# Input records
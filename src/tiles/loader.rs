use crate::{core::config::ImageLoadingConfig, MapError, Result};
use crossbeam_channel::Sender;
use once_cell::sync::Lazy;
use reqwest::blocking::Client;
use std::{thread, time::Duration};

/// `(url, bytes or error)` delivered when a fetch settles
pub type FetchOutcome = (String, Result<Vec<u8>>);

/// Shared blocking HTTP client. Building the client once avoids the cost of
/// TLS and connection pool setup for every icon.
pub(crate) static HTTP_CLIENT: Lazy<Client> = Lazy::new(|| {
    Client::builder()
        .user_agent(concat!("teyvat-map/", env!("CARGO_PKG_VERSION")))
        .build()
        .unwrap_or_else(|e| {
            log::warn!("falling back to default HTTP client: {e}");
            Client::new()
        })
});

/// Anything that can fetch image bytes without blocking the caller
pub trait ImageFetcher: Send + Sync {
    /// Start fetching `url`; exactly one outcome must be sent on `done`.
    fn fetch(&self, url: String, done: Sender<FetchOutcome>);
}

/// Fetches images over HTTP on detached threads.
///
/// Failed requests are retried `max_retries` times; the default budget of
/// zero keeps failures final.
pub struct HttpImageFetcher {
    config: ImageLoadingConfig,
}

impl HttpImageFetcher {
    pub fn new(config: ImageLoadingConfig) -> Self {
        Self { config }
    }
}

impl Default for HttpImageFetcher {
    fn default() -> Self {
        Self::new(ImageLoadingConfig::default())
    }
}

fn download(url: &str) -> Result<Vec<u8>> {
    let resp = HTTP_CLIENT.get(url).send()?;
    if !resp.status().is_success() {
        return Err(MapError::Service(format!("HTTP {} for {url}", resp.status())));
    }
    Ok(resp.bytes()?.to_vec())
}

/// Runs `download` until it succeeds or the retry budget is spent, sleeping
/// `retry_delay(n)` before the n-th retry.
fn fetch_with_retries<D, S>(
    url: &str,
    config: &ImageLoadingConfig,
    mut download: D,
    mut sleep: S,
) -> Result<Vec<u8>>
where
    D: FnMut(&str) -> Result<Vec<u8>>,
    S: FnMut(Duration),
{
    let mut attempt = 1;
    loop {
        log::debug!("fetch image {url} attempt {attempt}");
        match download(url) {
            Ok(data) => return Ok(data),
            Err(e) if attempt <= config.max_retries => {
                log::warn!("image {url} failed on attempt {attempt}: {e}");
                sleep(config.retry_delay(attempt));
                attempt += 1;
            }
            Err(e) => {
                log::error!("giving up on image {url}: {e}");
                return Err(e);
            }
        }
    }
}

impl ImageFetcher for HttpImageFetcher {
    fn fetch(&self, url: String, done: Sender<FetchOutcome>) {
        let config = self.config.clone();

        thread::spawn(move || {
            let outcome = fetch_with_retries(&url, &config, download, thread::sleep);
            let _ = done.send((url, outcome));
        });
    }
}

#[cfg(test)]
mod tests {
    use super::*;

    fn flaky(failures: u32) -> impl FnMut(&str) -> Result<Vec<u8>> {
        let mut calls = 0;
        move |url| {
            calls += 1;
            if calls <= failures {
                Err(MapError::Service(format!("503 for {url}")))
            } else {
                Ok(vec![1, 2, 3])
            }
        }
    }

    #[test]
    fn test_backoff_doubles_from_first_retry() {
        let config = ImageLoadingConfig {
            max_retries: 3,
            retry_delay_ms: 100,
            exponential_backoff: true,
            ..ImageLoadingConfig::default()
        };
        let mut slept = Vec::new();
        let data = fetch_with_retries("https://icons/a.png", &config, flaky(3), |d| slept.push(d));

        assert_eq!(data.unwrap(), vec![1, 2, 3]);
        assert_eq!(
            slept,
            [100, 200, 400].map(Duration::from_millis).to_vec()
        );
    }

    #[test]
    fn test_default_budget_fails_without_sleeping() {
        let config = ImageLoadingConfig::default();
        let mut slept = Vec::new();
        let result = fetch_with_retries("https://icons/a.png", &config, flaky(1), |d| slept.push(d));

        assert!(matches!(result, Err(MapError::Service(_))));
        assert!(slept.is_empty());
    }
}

...

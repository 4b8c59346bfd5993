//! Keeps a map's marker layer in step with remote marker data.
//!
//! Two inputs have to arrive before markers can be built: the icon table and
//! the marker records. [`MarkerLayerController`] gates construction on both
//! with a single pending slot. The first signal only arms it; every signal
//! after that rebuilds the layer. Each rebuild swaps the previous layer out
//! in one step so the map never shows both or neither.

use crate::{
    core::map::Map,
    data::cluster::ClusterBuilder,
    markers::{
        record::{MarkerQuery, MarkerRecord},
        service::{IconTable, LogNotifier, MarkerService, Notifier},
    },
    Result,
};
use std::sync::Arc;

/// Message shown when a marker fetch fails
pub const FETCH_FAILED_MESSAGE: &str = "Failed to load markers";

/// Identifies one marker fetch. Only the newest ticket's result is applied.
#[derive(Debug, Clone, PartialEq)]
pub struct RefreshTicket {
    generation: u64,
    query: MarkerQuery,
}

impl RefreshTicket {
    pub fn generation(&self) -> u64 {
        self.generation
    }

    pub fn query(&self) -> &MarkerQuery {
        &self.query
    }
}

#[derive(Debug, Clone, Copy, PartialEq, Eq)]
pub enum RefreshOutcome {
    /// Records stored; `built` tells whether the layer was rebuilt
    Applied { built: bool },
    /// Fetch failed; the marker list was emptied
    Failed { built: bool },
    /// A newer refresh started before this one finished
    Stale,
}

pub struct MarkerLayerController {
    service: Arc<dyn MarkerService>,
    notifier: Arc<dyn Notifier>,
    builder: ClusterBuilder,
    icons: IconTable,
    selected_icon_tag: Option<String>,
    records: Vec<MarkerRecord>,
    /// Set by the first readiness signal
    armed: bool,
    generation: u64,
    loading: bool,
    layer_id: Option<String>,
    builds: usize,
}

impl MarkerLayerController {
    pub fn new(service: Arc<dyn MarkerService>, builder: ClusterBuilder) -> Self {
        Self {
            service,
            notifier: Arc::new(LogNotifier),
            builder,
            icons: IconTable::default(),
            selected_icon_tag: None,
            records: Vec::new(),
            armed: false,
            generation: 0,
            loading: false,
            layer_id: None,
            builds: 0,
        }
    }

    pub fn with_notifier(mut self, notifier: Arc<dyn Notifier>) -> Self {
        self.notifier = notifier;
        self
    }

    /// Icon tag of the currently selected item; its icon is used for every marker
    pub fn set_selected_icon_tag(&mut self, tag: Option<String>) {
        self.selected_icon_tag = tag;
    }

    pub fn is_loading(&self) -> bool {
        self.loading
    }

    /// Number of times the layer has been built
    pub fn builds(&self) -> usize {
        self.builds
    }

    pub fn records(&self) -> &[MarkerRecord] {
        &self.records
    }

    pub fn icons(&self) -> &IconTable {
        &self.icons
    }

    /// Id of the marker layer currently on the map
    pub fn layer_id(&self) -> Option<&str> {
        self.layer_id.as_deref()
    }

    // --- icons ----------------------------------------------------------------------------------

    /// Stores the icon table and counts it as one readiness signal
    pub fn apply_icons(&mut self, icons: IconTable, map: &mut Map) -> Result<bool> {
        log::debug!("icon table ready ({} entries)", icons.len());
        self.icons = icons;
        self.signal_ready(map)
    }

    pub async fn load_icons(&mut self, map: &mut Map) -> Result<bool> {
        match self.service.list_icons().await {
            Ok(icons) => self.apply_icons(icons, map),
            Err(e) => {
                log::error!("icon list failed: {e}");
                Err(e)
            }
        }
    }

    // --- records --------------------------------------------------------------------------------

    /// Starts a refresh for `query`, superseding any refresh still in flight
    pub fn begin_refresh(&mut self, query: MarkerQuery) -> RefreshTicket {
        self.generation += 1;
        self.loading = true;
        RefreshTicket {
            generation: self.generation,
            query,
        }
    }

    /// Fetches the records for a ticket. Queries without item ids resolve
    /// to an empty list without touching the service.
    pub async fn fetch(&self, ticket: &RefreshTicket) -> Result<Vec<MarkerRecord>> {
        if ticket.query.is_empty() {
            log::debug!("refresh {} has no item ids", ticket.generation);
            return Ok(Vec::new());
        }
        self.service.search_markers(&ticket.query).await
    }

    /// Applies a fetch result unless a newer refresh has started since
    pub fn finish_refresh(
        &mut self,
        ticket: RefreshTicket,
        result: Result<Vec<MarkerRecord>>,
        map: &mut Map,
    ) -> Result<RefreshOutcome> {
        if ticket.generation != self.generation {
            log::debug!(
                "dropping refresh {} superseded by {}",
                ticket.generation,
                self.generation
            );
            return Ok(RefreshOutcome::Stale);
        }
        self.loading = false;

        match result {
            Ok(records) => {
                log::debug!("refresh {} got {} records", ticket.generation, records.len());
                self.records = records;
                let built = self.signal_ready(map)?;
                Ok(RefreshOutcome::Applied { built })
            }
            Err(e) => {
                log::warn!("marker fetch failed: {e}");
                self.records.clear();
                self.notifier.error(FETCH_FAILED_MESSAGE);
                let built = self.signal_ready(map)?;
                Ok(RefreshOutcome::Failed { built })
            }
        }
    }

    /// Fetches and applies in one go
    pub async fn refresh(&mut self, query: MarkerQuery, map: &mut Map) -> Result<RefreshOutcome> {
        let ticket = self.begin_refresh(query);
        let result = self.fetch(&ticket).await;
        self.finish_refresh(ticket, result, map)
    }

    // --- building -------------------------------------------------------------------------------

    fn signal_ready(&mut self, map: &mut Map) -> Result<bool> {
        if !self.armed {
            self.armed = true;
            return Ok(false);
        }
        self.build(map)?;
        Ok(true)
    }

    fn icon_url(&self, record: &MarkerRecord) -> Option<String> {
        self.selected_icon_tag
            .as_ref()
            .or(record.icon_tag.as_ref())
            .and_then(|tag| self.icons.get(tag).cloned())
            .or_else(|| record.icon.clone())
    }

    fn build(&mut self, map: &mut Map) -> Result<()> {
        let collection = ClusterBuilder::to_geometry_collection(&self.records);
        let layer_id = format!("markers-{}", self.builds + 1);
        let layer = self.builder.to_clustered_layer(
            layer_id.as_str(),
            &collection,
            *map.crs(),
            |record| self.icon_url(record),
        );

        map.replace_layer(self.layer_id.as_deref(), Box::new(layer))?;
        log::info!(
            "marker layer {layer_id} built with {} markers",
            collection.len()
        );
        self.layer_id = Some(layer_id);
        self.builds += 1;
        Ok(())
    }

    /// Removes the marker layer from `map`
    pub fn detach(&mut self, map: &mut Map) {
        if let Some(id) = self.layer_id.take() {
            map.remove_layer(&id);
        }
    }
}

# What to do
Scan the records above and show every line in which the word "that" occurs.

# Solution
/// Anything that can fetch image bytes without blocking the caller
//! after that rebuilds the layer. Each rebuild swaps the previous layer out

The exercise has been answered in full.